§ **Required action**:
The answer must be every line of the data that holds the word "checkout".

==== Data supplied ====

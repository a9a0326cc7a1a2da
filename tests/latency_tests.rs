//! Integration tests for per-operation latency recording.

use std::sync::Arc;
use std::time::Duration;
use storefront_perf::latency::DEFAULT_MAX_SAMPLES;
use storefront_perf::{LatencyRecorder, ManualClock};

fn recorder() -> (LatencyRecorder, Arc<ManualClock>) {
    let clock = Arc::new(ManualClock::new());
    (LatencyRecorder::new(DEFAULT_MAX_SAMPLES, clock.clone()), clock)
}

#[test]
fn test_window_never_exceeds_cap() {
    let (rec, _) = recorder();

    // The first sample is the slowest and must be evicted.
    rec.record("checkout", 5000.0);
    for i in 0..DEFAULT_MAX_SAMPLES + 249 {
        rec.record("checkout", (i % 10) as f64);
    }

    let stats = rec.stats("checkout");
    assert_eq!(stats.count, DEFAULT_MAX_SAMPLES);
    assert_eq!(stats.max_ms, 9.0);
    assert_eq!(stats.total, (DEFAULT_MAX_SAMPLES + 250) as u64);
}

#[test]
fn test_operations_are_tracked_separately() {
    let (rec, _) = recorder();

    rec.record("browse", 10.0);
    rec.record("purchase", 200.0);
    rec.record("purchase", 400.0);

    assert_eq!(rec.stats("browse").count, 1);
    let purchase = rec.stats("purchase");
    assert_eq!(purchase.count, 2);
    assert!((purchase.average_ms - 300.0).abs() < 1e-9);
    assert_eq!(purchase.max_ms, 400.0);
}

#[test]
fn test_timed_failure_is_recorded_then_returned() {
    let (rec, clock) = recorder();

    let result: Result<u32, String> = rec.time("purchase", || {
        clock.advance(Duration::from_millis(120));
        Err("payment gateway timeout".to_string())
    });

    assert_eq!(result, Err("payment gateway timeout".to_string()));
    let stats = rec.stats("purchase");
    assert_eq!(stats.count, 1);
    assert!((stats.average_ms - 120.0).abs() < 1e-6);
}

#[test]
fn test_unknown_operation_is_zero() {
    let (rec, _) = recorder();
    let stats = rec.stats("never-called");
    assert_eq!(stats.count, 0);
    assert_eq!(stats.average_ms, 0.0);
    assert_eq!(stats.max_ms, 0.0);
}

====

§ **Solution**:
    rec.record("checkout", 5000.0);
        rec.record("checkout", (i % 10) as f64);
    let stats = rec.stats("checkout");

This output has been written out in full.